I also thought it was kind of exciting. Here is a guy who is firmly middle-class, from Wisconsin, from the Milwaukee area, with a local government background. And for all the anti-Walker feelings out there, he struck me, like most politicians, as a decent guy following a path he felt was right for the state. I wrote about his appeal a little while back, and about how I felt he sacrificed much of it during his presidential campaign. To quote myself:
A compelling case against Scott Walker as Governor (or president) is fairly straightforward to make. The debacle of the Wisconsin Economic Development Corporation displays a serious management deficiency. His scattershot K-12 education policies suggest he has no clear vision for K-12 education; thereby ensuring progress will not be made. His post Act-10 approach to budgeting is jeopardizing what could have been a public management revolution. His policy positions on hot-button issues are becoming embarrassingly reactive.
Nonetheless, I thought Walker’s chances of winning the nomination were not that bad. He had a track record, money, and was running against Republicans. I thought that so many of the complaints Wisconsinites hear about Walker, i.e. that he divided the state, is anti-worker, lacks a college degree, is a Koch-brother puppet, were unlikely to move GOP primary voters. And on that I think I was right. None of that doomed his presidential bid. So what did?
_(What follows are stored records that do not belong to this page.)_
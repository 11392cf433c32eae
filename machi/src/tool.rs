//! Tool trait and registry for agent function calling.
//!
//! Tools are the primary way agents act on the world: a user-supplied
//! implementation of [`Tool`], registered into a [`ToolBox`] on the agent,
//! is exposed to the model as a JSON-Schema function and invoked by the
//! dispatcher (`dispatch`) when the model requests it by name.
//!
//! # OpenAI API Alignment
//!
//! [`ToolDefinition`] serialises to `{"type": "function", "function": {...}}`,
//! matching the `tools` array of the Responses API request body (§6).

use std::collections::HashMap;
use std::fmt;
use std::sync::Arc;

use async_trait::async_trait;
use serde::{Deserialize, Serialize};
use serde_json::Value;

use crate::context::RunContext;

/// Error produced by a single tool invocation.
///
/// Unlike [`crate::error::AgentError`], a `ToolError` never aborts a run by
/// itself: the dispatcher (`dispatch::dispatch`) catches it and serialises
/// it into the corresponding `function_call_output` item so the model can
/// see and recover from the failure.
#[derive(Debug, Clone, thiserror::Error)]
#[non_exhaustive]
pub enum ToolError {
    /// The model supplied arguments that did not match the tool's schema.
    #[error("invalid arguments: {0}")]
    InvalidArguments(String),

    /// No tool with the requested name is registered.
    #[error("tool not found: {0}")]
    NotFound(String),

    /// The tool's own logic failed.
    #[error("execution failed: {0}")]
    Execution(String),

    /// The per-call timeout elapsed before the tool returned.
    #[error("timeout")]
    Timeout,

    /// The tool's task panicked.
    #[error("tool panicked: {0}")]
    Panicked(String),
}

/// Definition of a tool for LLM function calling.
///
/// Serialises to OpenAI's function-calling format:
/// ```json
/// {"type": "function", "function": {"name": ..., "description": ..., "parameters": {...}}}
/// ```
#[derive(Debug, Clone, Deserialize)]
#[non_exhaustive]
pub struct ToolDefinition {
    /// Name of the tool (e.g. `"add"`).
    pub name: String,
    /// Description shown to the model to help it decide when to call this.
    pub description: String,
    /// JSON Schema for the tool's parameters.
    pub parameters: Value,
}

impl ToolDefinition {
    /// Create a new tool definition.
    #[must_use]
    pub fn new(name: impl Into<String>, description: impl Into<String>, parameters: Value) -> Self {
        Self {
            name: name.into(),
            description: description.into(),
            parameters,
        }
    }
}

impl Serialize for ToolDefinition {
    fn serialize<S>(&self, serializer: S) -> Result<S::Ok, S::Error>
    where
        S: serde::Serializer,
    {
        use serde::ser::SerializeMap;

        let mut function = serde_json::Map::new();
        function.insert("name".to_owned(), Value::String(self.name.clone()));
        function.insert(
            "description".to_owned(),
            Value::String(self.description.clone()),
        );
        function.insert("parameters".to_owned(), self.parameters.clone());

        let mut map = serializer.serialize_map(Some(2))?;
        map.serialize_entry("type", "function")?;
        map.serialize_entry("function", &function)?;
        map.end()
    }
}

/// A tool an agent may invoke, addressed by name with JSON arguments.
///
/// Implementations are object-safe so they can be stored as `Arc<dyn Tool>`
/// inside a [`ToolBox`] and invoked concurrently by the dispatcher.
#[async_trait]
pub trait Tool: Send + Sync {
    /// Name the model uses to call this tool. Must be unique within an
    /// agent's tool list and must not start with `handoff_to_` (reserved
    /// for synthetic handoff shims, see [`crate::handoff`]).
    fn name(&self) -> &str;

    /// Description shown to the model.
    fn description(&self) -> String;

    /// JSON Schema for this tool's parameters.
    fn parameters_schema(&self) -> Value;

    /// Execute the tool with already-decoded JSON arguments.
    ///
    /// `context` is a read-only view of the run's [`RunContext`]: tools may
    /// inspect accumulated usage or metadata but cannot mutate engine state.
    async fn execute(&self, args: Value, context: &RunContext) -> Result<Value, ToolError>;

    /// Transform an execution error before it is reported, e.g. to mask
    /// an internal error message. The default passes the error through.
    fn on_error(&self, error: &ToolError) -> String {
        error.to_string()
    }

    /// Build this tool's [`ToolDefinition`] for the request's `tools` array.
    fn definition(&self) -> ToolDefinition {
        ToolDefinition::new(self.name(), self.description(), self.parameters_schema())
    }
}

/// A shared, type-erased tool handle.
pub type BoxedTool = Arc<dyn Tool>;

/// A named collection of tools configured on an agent.
#[derive(Default, Clone)]
pub struct ToolBox {
    tools: HashMap<String, BoxedTool>,
}

impl ToolBox {
    /// Create an empty toolbox.
    #[must_use]
    pub fn new() -> Self {
        Self::default()
    }

    /// Register a tool.
    pub fn add(&mut self, tool: impl Tool + 'static) {
        self.tools.insert(tool.name().to_owned(), Arc::new(tool));
    }

    /// Register an already-boxed tool.
    pub fn add_boxed(&mut self, tool: BoxedTool) {
        self.tools.insert(tool.name().to_owned(), tool);
    }

    /// Look up a tool by name.
    #[must_use]
    pub fn get(&self, name: &str) -> Option<&BoxedTool> {
        self.tools.get(name)
    }

    /// All tool definitions, for inclusion in a model request.
    #[must_use]
    pub fn definitions(&self) -> Vec<ToolDefinition> {
        self.tools.values().map(|t| t.definition()).collect()
    }

    /// Names of all registered tools.
    #[must_use]
    pub fn names(&self) -> Vec<&str> {
        self.tools.values().map(|t| t.name()).collect()
    }

    /// `true` if a tool with this name is registered.
    #[must_use]
    pub fn contains(&self, name: &str) -> bool {
        self.tools.contains_key(name)
    }

    /// Number of registered tools.
    #[must_use]
    pub fn len(&self) -> usize {
        self.tools.len()
    }

    /// `true` if no tools are registered.
    #[must_use]
    pub fn is_empty(&self) -> bool {
        self.tools.is_empty()
    }
}

impl fmt::Debug for ToolBox {
    fn fmt(&self, f: &mut fmt::Formatter<'_>) -> fmt::Result {
        f.debug_struct("ToolBox")
            .field("tools", &self.names())
            .finish_non_exhaustive()
    }
}
use thiserror::Error;

#[derive(Error, Debug)]
pub enum ApiError {
    #[error("Request failed: {0}")]
    Transport(#[from] reqwest::Error),

    #[error("Server returned {status} for {url}")]
    Status { status: u16, url: String },

    #[error("Todo title must not be empty")]
    EmptyTitle,

    #[error("Invalid todo id: {0:?}")]
    InvalidId(String),
}

pub type Result<T> = std::result::Result<T, ApiError>;
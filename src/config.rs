//! App Configuration
//!
//! Values baked in at build time from `TODO_*` environment variables.

use std::str::FromStr;

use todo_api::DEFAULT_BASE_URL;
use tracing::Level;

pub const DEFAULT_PAGE_SIZE: usize = 10;

#[derive(Debug, Clone, PartialEq)]
pub struct AppConfig {
    /// Root of the remote collection, without `/todos`
    pub api_base_url: String,
    /// Rows per page in the list view
    pub page_size: usize,
    pub log_level: Level,
}

impl Default for AppConfig {
    fn default() -> Self {
        Self {
            api_base_url: DEFAULT_BASE_URL.to_string(),
            page_size: DEFAULT_PAGE_SIZE,
            log_level: Level::INFO,
        }
    }
}

impl AppConfig {
    pub fn from_build_env() -> Self {
        Self::from_values(
            option_env!("TODO_API_BASE_URL"),
            option_env!("TODO_PAGE_SIZE"),
            option_env!("TODO_LOG_LEVEL"),
        )
    }

    /// Unset, empty or unparsable values keep the default.
    pub fn from_values(base_url: Option<&str>, page_size: Option<&str>, log_level: Option<&str>) -> Self {
        let defaults = Self::default();

        let api_base_url = base_url
            .map(str::trim)
            .filter(|s| !s.is_empty())
            .map(str::to_string)
            .unwrap_or(defaults.api_base_url);

        let page_size = page_size
            .and_then(|s| s.trim().parse::<usize>().ok())
            .filter(|n| *n > 0)
            .unwrap_or(defaults.page_size);

        let log_level = log_level
            .and_then(|s| Level::from_str(s.trim()).ok())
            .unwrap_or(defaults.log_level);

        Self {
            api_base_url,
            page_size,
            log_level,
        }
    }
}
My reasoned take is that Walker’s fatal flaw is that he is not a generalist. The public expects a president to have a firm (well, firm-enough) grasp on a variety of foreign and domestic policy issues. That never came across with Walker. Even his campaign seemed to realize that with their embarrassing attempt to double down on his anti-union message. But the fact that Walker went back to the union topic, or that he failed to be a generalist is not what stunned me about his fall. What stunned me was how it happened.
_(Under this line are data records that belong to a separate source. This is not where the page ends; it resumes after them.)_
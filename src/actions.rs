//! Remote Actions
//!
//! Calls the remote collection and writes successful results into the cache.

use todo_api::{ApiError, Todo, TodoClient};
use tracing::{error, info, warn};

use crate::store::{
    store_find_todo, store_prepend_todo, store_remove_todo, store_set_load_state,
    store_set_todos, store_update_todo, LoadState, TodoStore,
};

pub async fn load_todos(store: TodoStore, client: &TodoClient) {
    store_set_load_state(&store, LoadState::Loading);
    match client.list().await {
        Ok(todos) => {
            info!(count = todos.len(), "Loaded todos");
            store_set_todos(&store, todos);
        }
        Err(e) => {
            error!(error = %e, "Failed to fetch todos");
            store_set_load_state(&store, LoadState::Failed(e.to_string()));
        }
    }
}

pub async fn add_todo(store: TodoStore, client: &TodoClient, title: &str) -> Result<Todo, ApiError> {
    let created = client.create(title).await.inspect_err(|e| {
        warn!(error = %e, "Create failed");
    })?;
    let cached = store_prepend_todo(&store, created);
    info!(id = cached.id, "Added todo");
    Ok(cached)
}

/// PUT the full record, then cache what the server returned
pub async fn save_todo(store: TodoStore, client: &TodoClient, todo: Todo) -> Result<Todo, ApiError> {
    let updated = client.update(&todo).await.inspect_err(|e| {
        warn!(id = todo.id, error = %e, "Update failed");
    })?;
    store_update_todo(&store, updated.clone());
    info!(id = updated.id, "Saved todo");
    Ok(updated)
}

pub async fn delete_todo(store: TodoStore, client: &TodoClient, id: u32) -> Result<(), ApiError> {
    client.delete(id).await.inspect_err(|e| {
        warn!(id, error = %e, "Delete failed");
    })?;
    store_remove_todo(&store, id);
    info!(id, "Deleted todo");
    Ok(())
}

/// Cached copy first; falls back to the remote record
pub async fn fetch_todo(store: TodoStore, client: &TodoClient, id: u32) -> Result<Option<Todo>, ApiError> {
    if let Some(todo) = store_find_todo(&store, id) {
        return Ok(Some(todo));
    }
    client.get(id).await.inspect_err(|e| {
        error!(id, error = %e, "Failed to fetch todo");
    })
}
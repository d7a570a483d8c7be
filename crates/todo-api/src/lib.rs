//! Todo API
//!
//! Typed client for the remote todos collection.

mod client;
mod error;
mod models;

pub use client::{parse_id, TodoClient, DEFAULT_BASE_URL};
pub use error::{ApiError, Result};
pub use models::{NewTodo, Todo};
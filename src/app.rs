//! Todo App
//!
//! Root layout and routes.

use leptos::prelude::*;
use leptos_router::components::{Route, Router, Routes};
use leptos_router::path;
use reactive_stores::Store;

use crate::config::AppConfig;
use crate::context::AppContext;
use crate::pages::{NotFound, TodoDetail, TodoList};
use crate::store::TodoState;

#[component]
pub fn App(config: AppConfig) -> impl IntoView {
    // Provide services and the shared cache to all routes
    provide_context(AppContext::new(config));
    provide_context(Store::new(TodoState::default()));

    view! {
        <Router>
            <div class="app-layout">
                <h1 class="app-title">"Todo App"</h1>
                <main class="main-content">
                    <Routes fallback=|| view! { <NotFound /> }>
                        <Route path=path!("/") view=TodoList />
                        <Route path=path!("/todo/:id") view=TodoDetail />
                        <Route path=path!("/todos/:id") view=TodoDetail />
                    </Routes>
                </main>
            </div>
        </Router>
    }
}
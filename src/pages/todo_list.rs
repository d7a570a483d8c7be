//! Todo List Page
//!
//! Cached collection with create, search, pagination and per-row
//! edit/delete.

use leptos::prelude::*;
use leptos::task::spawn_local;

use crate::actions;
use crate::components::{NewTodoForm, Pager, SearchBar, TodoRow};
use crate::context::use_app_context;
use crate::listing::paginate;
use crate::store::{use_todo_store, LoadState, TodoStateStoreFields};

#[component]
pub fn TodoList() -> impl IntoView {
    let ctx = use_app_context();
    let store = use_todo_store();
    let page_size = ctx.config.page_size;

    let (search, set_search) = signal(String::new());
    let (page, set_page) = signal(1usize);
    let (editing_id, set_editing_id) = signal::<Option<u32>>(None);
    let (error, set_error) = signal::<Option<String>>(None);

    // Fetch once; the cache outlives this view
    if store.load_state().read_untracked().needs_fetch() {
        let client = ctx.client.clone();
        spawn_local(async move {
            actions::load_todos(store, &client).await;
        });
    }

    let current = Memo::new(move |_| {
        let query = search.get();
        let requested = page.get();
        store.todos().with(|todos| paginate(todos, &query, requested, page_size))
    });

    // Follow the clamp when the page shrinks under us (e.g. after a delete)
    Effect::new(move |_| {
        let clamped = current.with(|p| p.page);
        if clamped != page.get_untracked() {
            set_page.set(clamped);
        }
    });

    let is_loaded = move || store.load_state().get() == LoadState::Loaded;
    let status = move || match store.load_state().get() {
        LoadState::Failed(_) => view! { <p class="status error">"Failed to load todos"</p> }.into_any(),
        _ => view! { <p class="status">"Loading todos..."</p> }.into_any(),
    };

    view! {
        <div class="todo-list">
            <Show when=is_loaded fallback=status>
                <NewTodoForm set_error=set_error />

                <SearchBar search=search set_search=set_search set_page=set_page />

                {move || error.get().map(|msg| view! {
                    <p class="mutation-error">
                        {msg}
                        <button class="dismiss-btn" on:click=move |_| set_error.set(None)>"×"</button>
                    </p>
                })}

                <ul class="todo-items">
                    <For
                        each=move || current.with(|p| p.items.clone())
                        // Key on every mutable field so edits re-render the row
                        key=|todo| (todo.id, todo.title.clone(), todo.completed)
                        children=move |todo| view! {
                            <TodoRow
                                todo=todo
                                editing_id=editing_id
                                set_editing_id=set_editing_id
                                set_error=set_error
                            />
                        }
                    />
                </ul>

                <Show when=move || current.with(|p| p.total_matches == 0)>
                    <p class="empty">"No todos match your search."</p>
                </Show>

                <Pager current=current set_page=set_page />
            </Show>
        </div>
    }
}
Plainly, Walker’s early exit was a failure at politics. Love or hate him, Walker has always been very good at politics. In his rise in Wisconsin he was always disciplined and politically steady, even when dealing with stressful situations that could have easily rattled him (think Act 10 protests, John Doe, the recalls, etc.). During his presidential campaign he was anything but disciplined and politically steady. He was inconsistent and easily rattled That stuns me.
As others are asking this morning, what now? It is hard to see Walker being an effective governor, or even leader of his own party in Wisconsin. His announcement that he was leaving the race struck me as a statement that he was a Republican first, and a state leader second. I am not sure there is much he can do at this point, in such a divided state, to counter that perception. But Walker has stunned be before.